══ Source material ══

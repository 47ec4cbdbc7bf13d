//! Stage 7 hand-off: routes approved candidates either straight to the
//! execution gateway or through human confirmation, and turns confirmed
//! approvals into gateway executions.

use async_trait::async_trait;
use chrono::Utc;
use serde::Serialize;
use std::collections::HashMap;
use std::sync::Arc;
use tracing::{error, info, warn};

use crate::application::services::execution_gateway::ExecutionGateway;
use crate::domain::entities::account_mode::AccountMode;
use crate::domain::entities::confirmation::ApprovedTrade;
use crate::domain::entities::execution::{BrokerOrderState, SubmissionResult};
use crate::domain::entities::trade_request::{TradeDetails, TradeRequest, TradeStatus};
use crate::domain::errors::{DispatchError, GatewayError};
use crate::domain::repositories::trade_store::TradeRequestStore;
use crate::domain::services::approval_broker::{fresh_identifiers, ApprovalBroker};
use crate::domain::services::pipeline::{HandoffError, HandoffReceipt, TradeHandoff};

#[derive(Debug, Clone, Copy, PartialEq, Eq, Serialize)]
#[serde(rename_all = "snake_case")]
pub enum ExecutionPolicy {
    /// Submit immediately, no human in the loop
    Automated,
    /// Send a confirmation and wait for an approval
    ApprovalRequired,
}

impl std::str::FromStr for ExecutionPolicy {
    type Err = String;

    fn from_str(s: &str) -> Result<Self, Self::Err> {
        match s.trim().to_lowercase().as_str() {
            "automated" | "auto" => Ok(ExecutionPolicy::Automated),
            "approval" | "approval_required" | "manual" => Ok(ExecutionPolicy::ApprovalRequired),
            other => Err(format!("Unknown execution policy: {}", other)),
        }
    }
}

/// Result of executing one approved trade
#[derive(Debug, Clone, PartialEq, Serialize)]
pub struct ExecutionReport {
    pub trade_id: String,
    pub status: TradeStatus,
    pub result: SubmissionResult,
}

/// What one approval worker pass did
#[derive(Debug, Default)]
pub struct ApprovalPass {
    pub settled: Option<ExecutionReport>,
    pub expired: usize,
    pub retried: Vec<ExecutionReport>,
    /// Set when the reply scan failed; the sweep and retry still ran
    pub reply_error: Option<DispatchError>,
}

pub struct TradeDispatcher {
    policy: ExecutionPolicy,
    approvals: Arc<ApprovalBroker>,
    gateways: HashMap<AccountMode, Arc<ExecutionGateway>>,
    store: Arc<dyn TradeRequestStore>,
}

impl TradeDispatcher {
    pub fn new(
        policy: ExecutionPolicy,
        approvals: Arc<ApprovalBroker>,
        gateways: Vec<Arc<ExecutionGateway>>,
        store: Arc<dyn TradeRequestStore>,
    ) -> Self {
        let gateways = gateways
            .into_iter()
            .map(|gateway| (gateway.account_mode(), gateway))
            .collect();
        Self {
            policy,
            approvals,
            gateways,
            store,
        }
    }

    pub fn policy(&self) -> ExecutionPolicy {
        self.policy
    }

    pub fn approvals(&self) -> &Arc<ApprovalBroker> {
        &self.approvals
    }

    pub fn gateway(&self, mode: AccountMode) -> Result<&Arc<ExecutionGateway>, DispatchError> {
        self.gateways.get(&mode).ok_or(DispatchError::NoGateway(mode))
    }

    /// Match one inbound reply and execute the trade it approves
    pub async fn process_replies(&self) -> Result<Option<ExecutionReport>, DispatchError> {
        match self.approvals.check_for_reply().await? {
            Some(approved) => self.execute_approved(&approved).await.map(Some),
            None => Ok(None),
        }
    }

    /// One tick of the approval worker: match a reply, expire stale
    /// confirmations, then retry approved requests.
    pub async fn run_approval_pass(&self) -> Result<ApprovalPass, DispatchError> {
        let (settled, reply_error) = match self.process_replies().await {
            Ok(report) => (report, None),
            Err(e) => (None, Some(e)),
        };
        let expired = self.approvals.sweep_expired().await;
        let retried = self.retry_approved().await?;

        Ok(ApprovalPass {
            settled,
            expired,
            retried,
            reply_error,
        })
    }

    /// Approve by code (operator API) and execute
    pub async fn approve_by_code(&self, code: &str) -> Result<Option<ExecutionReport>, DispatchError> {
        match self.approvals.verify_approval(code).await? {
            Some(approved) => self.execute_approved(&approved).await.map(Some),
            None => Ok(None),
        }
    }

    pub async fn reject(&self, trade_id: &str) -> Result<bool, DispatchError> {
        Ok(self.approvals.reject(trade_id).await?)
    }

    /// Retry a failed request on its account's gateway
    pub async fn resubmit(&self, trade_id: &str) -> Result<ExecutionReport, DispatchError> {
        let request = self
            .store
            .get_request(trade_id)
            .await?
            .ok_or_else(|| GatewayError::RequestNotFound {
                trade_id: trade_id.to_string(),
            })?;
        let result = self
            .gateway(request.details.account_mode)?
            .resubmit(trade_id)
            .await?;
        Ok(ExecutionReport {
            trade_id: trade_id.to_string(),
            status: settled_status(&result),
            result,
        })
    }

    /// Pick up approved requests whose execution never happened, e.g.
    /// because the broker was unreachable at approval time.
    pub async fn retry_approved(&self) -> Result<Vec<ExecutionReport>, DispatchError> {
        let mut reports = Vec::new();
        for request in self.store.list_by_status(TradeStatus::Approved).await? {
            match self.execute(&request.trade_id, &request.details).await {
                Ok(report) => reports.push(report),
                Err(DispatchError::Gateway(GatewayError::NotConnected { mode })) => {
                    warn!("{} broker still unreachable, trade {} stays approved", mode, request.trade_id);
                }
                Err(DispatchError::Gateway(GatewayError::DuplicateSubmission { .. })) => {}
                Err(e) => error!("Retrying approved trade {} failed: {}", request.trade_id, e),
            }
        }
        Ok(reports)
    }

    async fn execute_approved(&self, approved: &ApprovedTrade) -> Result<ExecutionReport, DispatchError> {
        info!(
            "Trade {} approved via {}, executing",
            approved.trade_id,
            approved.approved_via.as_str()
        );
        self.execute(&approved.trade_id, &approved.details).await
    }

    async fn execute(&self, trade_id: &str, details: &TradeDetails) -> Result<ExecutionReport, DispatchError> {
        let gateway = self.gateway(details.account_mode)?;
        let result = gateway.execute_request(trade_id).await?;
        Ok(ExecutionReport {
            trade_id: trade_id.to_string(),
            status: settled_status(&result),
            result,
        })
    }

    async fn hand_off_automated(&self, details: TradeDetails) -> Result<HandoffReceipt, DispatchError> {
        let gateway = self.gateway(details.account_mode)?.clone();

        let (trade_id, approval_code) = fresh_identifiers();
        let now = Utc::now();
        let request = TradeRequest::new_pending(
            trade_id.clone(),
            approval_code,
            details,
            now,
            now + self.approvals.config().confirmation_window,
        );
        self.store.create_request(&request).await?;
        self.store
            .transition(&trade_id, TradeStatus::Pending, TradeStatus::Approved)
            .await?;
        info!("Trade {} auto-approved: {}", trade_id, request.details.summary());

        let result = gateway.execute_request(&trade_id).await?;
        Ok(HandoffReceipt::Executed {
            status: settled_status(&result),
            trade_id,
        })
    }
}

/// Request status implied by a submission result
fn settled_status(result: &SubmissionResult) -> TradeStatus {
    match result.status {
        BrokerOrderState::Filled => TradeStatus::Filled,
        BrokerOrderState::Rejected => TradeStatus::Failed,
        _ => TradeStatus::Submitted,
    }
}

#[async_trait]
impl TradeHandoff for TradeDispatcher {
    async fn hand_off(&self, details: TradeDetails) -> Result<HandoffReceipt, HandoffError> {
        let outcome = match self.policy {
            ExecutionPolicy::Automated => self.hand_off_automated(details).await,
            ExecutionPolicy::ApprovalRequired => self
                .approvals
                .request_confirmation(details)
                .await
                .map(|trade_id| HandoffReceipt::AwaitingApproval { trade_id })
                .map_err(DispatchError::from),
        };

        outcome.map_err(|e| HandoffError {
            kind: e.kind(),
            message: e.to_string(),
        })
    }
}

═══

### Problem description
Every record above needs to be repeated word for word.

### Your solution
repository 47ec4cbdbc7bf13d
//! Stage 7 hand-off: routes approved candidates either straight to the
//! execution gateway or through human confirmation, and turns confirmed
//! approvals into gateway executions.

use async_trait::async_trait;
use chrono::Utc;
use serde::Serialize;
use std::collections::HashMap;
use std::sync::Arc;
use tracing::{error, info, warn};

use crate::application::services::execution_gateway::ExecutionGateway;
use crate::domain::entities::account_mode::AccountMode;
use crate::domain::entities::confirmation::ApprovedTrade;
use crate::domain::entities::execution::{BrokerOrderState, SubmissionResult};
use crate::domain::entities::trade_request::{TradeDetails, TradeRequest, TradeStatus};
use crate::domain::errors::{DispatchError, GatewayError};
use crate::domain::repositories::trade_store::TradeRequestStore;
use crate::domain::services::approval_broker::{fresh_identifiers, ApprovalBroker};
use crate::domain::services::pipeline::{HandoffError, HandoffReceipt, TradeHandoff};

#[derive(Debug, Clone, Copy, PartialEq, Eq, Serialize)]
#[serde(rename_all = "snake_case")]
pub enum ExecutionPolicy {
    /// Submit immediately, no human in the loop
    Automated,
    /// Send a confirmation and wait for an approval
    ApprovalRequired,
}

impl std::str::FromStr for ExecutionPolicy {
    type Err = String;

    fn from_str(s: &str) -> Result<Self, Self::Err> {
        match s.trim().to_lowercase().as_str() {
            "automated" | "auto" => Ok(ExecutionPolicy::Automated),
            "approval" | "approval_required" | "manual" => Ok(ExecutionPolicy::ApprovalRequired),
            other => Err(format!("Unknown execution policy: {}", other)),
        }
    }
}

/// Result of executing one approved trade
#[derive(Debug, Clone, PartialEq, Serialize)]
pub struct ExecutionReport {
    pub trade_id: String,
    pub status: TradeStatus,
    pub result: SubmissionResult,
}

/// What one approval worker pass did
#[derive(Debug, Default)]
pub struct ApprovalPass {
    pub settled: Option<ExecutionReport>,
    pub expired: usize,
    pub retried: Vec<ExecutionReport>,
    /// Set when the reply scan failed; the sweep and retry still ran
    pub reply_error: Option<DispatchError>,
}

pub struct TradeDispatcher {
    policy: ExecutionPolicy,
    approvals: Arc<ApprovalBroker>,
    gateways: HashMap<AccountMode, Arc<ExecutionGateway>>,
    store: Arc<dyn TradeRequestStore>,
}

impl TradeDispatcher {
    pub fn new(
        policy: ExecutionPolicy,
        approvals: Arc<ApprovalBroker>,
        gateways: Vec<Arc<ExecutionGateway>>,
        store: Arc<dyn TradeRequestStore>,
    ) -> Self {
        let gateways = gateways
            .into_iter()
            .map(|gateway| (gateway.account_mode(), gateway))
            .collect();
        Self {
            policy,
            approvals,
            gateways,
            store,
        }
    }

    pub fn policy(&self) -> ExecutionPolicy {
        self.policy
    }

    pub fn approvals(&self) -> &Arc<ApprovalBroker> {
        &self.approvals
    }

    pub fn gateway(&self, mode: AccountMode) -> Result<&Arc<ExecutionGateway>, DispatchError> {
        self.gateways.get(&mode).ok_or(DispatchError::NoGateway(mode))
    }

    /// Match one inbound reply and execute the trade it approves
    pub async fn process_replies(&self) -> Result<Option<ExecutionReport>, DispatchError> {
        match self.approvals.check_for_reply().await? {
            Some(approved) => self.execute_approved(&approved).await.map(Some),
            None => Ok(None),
        }
    }

    /// One tick of the approval worker: match a reply, expire stale
    /// confirmations, then retry approved requests.
    pub async fn run_approval_pass(&self) -> Result<ApprovalPass, DispatchError> {
        let (settled, reply_error) = match self.process_replies().await {
            Ok(report) => (report, None),
            Err(e) => (None, Some(e)),
        };
        let expired = self.approvals.sweep_expired().await;
        let retried = self.retry_approved().await?;

        Ok(ApprovalPass {
            settled,
            expired,
            retried,
            reply_error,
        })
    }

    /// Approve by code (operator API) and execute
    pub async fn approve_by_code(&self, code: &str) -> Result<Option<ExecutionReport>, DispatchError> {
        match self.approvals.verify_approval(code).await? {
            Some(approved) => self.execute_approved(&approved).await.map(Some),
            None => Ok(None),
        }
    }

    pub async fn reject(&self, trade_id: &str) -> Result<bool, DispatchError> {
        Ok(self.approvals.reject(trade_id).await?)
    }

    /// Retry a failed request on its account's gateway
    pub async fn resubmit(&self, trade_id: &str) -> Result<ExecutionReport, DispatchError> {
        let request = self
            .store
            .get_request(trade_id)
            .await?
            .ok_or_else(|| GatewayError::RequestNotFound {
                trade_id: trade_id.to_string(),
            })?;
        let result = self
            .gateway(request.details.account_mode)?
            .resubmit(trade_id)
            .await?;
        Ok(ExecutionReport {
            trade_id: trade_id.to_string(),
            status: settled_status(&result),
            result,
        })
    }

    /// Pick up approved requests whose execution never happened, e.g.
    /// because the broker was unreachable at approval time.
    pub async fn retry_approved(&self) -> Result<Vec<ExecutionReport>, DispatchError> {
        let mut reports = Vec::new();
        for request in self.store.list_by_status(TradeStatus::Approved).await? {
            match self.execute(&request.trade_id, &request.details).await {
                Ok(report) => reports.push(report),
                Err(DispatchError::Gateway(GatewayError::NotConnected { mode })) => {
                    warn!("{} broker still unreachable, trade {} stays approved", mode, request.trade_id);
                }
                Err(DispatchError::Gateway(GatewayError::DuplicateSubmission { .. })) => {}
                Err(e) => error!("Retrying approved trade {} failed: {}", request.trade_id, e),
            }
        }
        Ok(reports)
    }

    async fn execute_approved(&self, approved: &ApprovedTrade) -> Result<ExecutionReport, DispatchError> {
        info!(
            "Trade {} approved via {}, executing",
            approved.trade_id,
            approved.approved_via.as_str()
        );
        self.execute(&approved.trade_id, &approved.details).await
    }

    async fn execute(&self, trade_id: &str, details: &TradeDetails) -> Result<ExecutionReport, DispatchError> {
        let gateway = self.gateway(details.account_mode)?;
        let result = gateway.execute_request(trade_id).await?;
        Ok(ExecutionReport {
            trade_id: trade_id.to_string(),
            status: settled_status(&result),
            result,
        })
    }

    async fn hand_off_automated(&self, details: TradeDetails) -> Result<HandoffReceipt, DispatchError> {
        let gateway = self.gateway(details.account_mode)?.clone();

        let (trade_id, approval_code) = fresh_identifiers();
        let now = Utc::now();
        let request = TradeRequest::new_pending(
            trade_id.clone(),
            approval_code,
            details,
            now,
            now + self.approvals.config().confirmation_window,
        );
        self.store.create_request(&request).await?;
        self.store
            .transition(&trade_id, TradeStatus::Pending, TradeStatus::Approved)
            .await?;
        info!("Trade {} auto-approved: {}", trade_id, request.details.summary());

        let result = gateway.execute_request(&trade_id).await?;
        Ok(HandoffReceipt::Executed {
            status: settled_status(&result),
            trade_id,
        })
    }
}

/// Request status implied by a submission result
fn settled_status(result: &SubmissionResult) -> TradeStatus {
    match result.status {
        BrokerOrderState::Filled => TradeStatus::Filled,
        BrokerOrderState::Rejected => TradeStatus::Failed,
        _ => TradeStatus::Submitted,
    }
}

#[async_trait]
impl TradeHandoff for TradeDispatcher {
    async fn hand_off(&self, details: TradeDetails) -> Result<HandoffReceipt, HandoffError> {
        let outcome = match self.policy {
            ExecutionPolicy::Automated => self.hand_off_automated(details).await,
            ExecutionPolicy::ApprovalRequired => self
                .approvals
                .request_confirmation(details)
                .await
                .map(|trade_id| HandoffReceipt::AwaitingApproval { trade_id })
                .map_err(DispatchError::from),
        };

        outcome.map_err(|e| HandoffError {
            kind: e.kind(),
            message: e.to_string(),
        })
    }
}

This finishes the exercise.